**TASK GOAL:** Search the data below, and report every line in which "Result" occurs.

**Source records:**
--*--
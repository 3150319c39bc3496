//! In-memory [`DocumentStore`] for tests and local development.

use std::collections::BTreeMap;

use parking_lot::RwLock;
use serde_json::Value;

use ma_domain::Result;

use crate::DocumentStore;

#[derive(Default)]
pub struct MemoryDocStore {
    docs: RwLock<BTreeMap<String, Value>>,
}

impl MemoryDocStore {
    pub fn new() -> Self {
        Self::default()
    }

    fn norm(path: &str) -> String {
        path.trim_matches('/').to_string()
    }
}

#[async_trait::async_trait]
impl DocumentStore for MemoryDocStore {
    async fn get_doc(&self, path: &str) -> Result<Option<Value>> {
        Ok(self.docs.read().get(&Self::norm(path)).cloned())
    }

    async fn set_doc(&self, path: &str, doc: Value) -> Result<()> {
        self.docs.write().insert(Self::norm(path), doc);
        Ok(())
    }

    async fn update_doc(&self, path: &str, fields: Value) -> Result<()> {
        let key = Self::norm(path);
        let mut docs = self.docs.write();
        let entry = docs.entry(key).or_insert_with(|| Value::Object(Default::default()));
        match (entry.as_object_mut(), fields.as_object()) {
            (Some(target), Some(updates)) => {
                for (k, v) in updates {
                    target.insert(k.clone(), v.clone());
                }
            }
            _ => *entry = fields,
        }
        Ok(())
    }

    async fn delete_doc(&self, path: &str) -> Result<()> {
        self.docs.write().remove(&Self::norm(path));
        Ok(())
    }

    async fn list_docs(&self, collection: &str) -> Result<Vec<(String, Value)>> {
        let prefix = format!("{}/", Self::norm(collection));
        let docs = self.docs.read();
        Ok(docs
            .range(prefix.clone()..)
            .take_while(|(k, _)| k.starts_with(&prefix))
            .filter_map(|(k, v)| {
                let rest = &k[prefix.len()..];
                // Direct children only — no '/' left in the remainder.
                (!rest.is_empty() && !rest.contains('/'))
                    .then(|| (rest.to_string(), v.clone()))
            })
            .collect())
    }
}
--*--
**ANSWER TO THE PROBLEM:**
use ma_domain::Result;
    async fn get_doc(&self, path: &str) -> Result<Option<Value>> {
    async fn set_doc(&self, path: &str, doc: Value) -> Result<()> {
    async fn update_doc(&self, path: &str, fields: Value) -> Result<()> {
    async fn delete_doc(&self, path: &str) -> Result<()> {
    async fn list_docs(&self, collection: &str) -> Result<Vec<(String, Value)>> {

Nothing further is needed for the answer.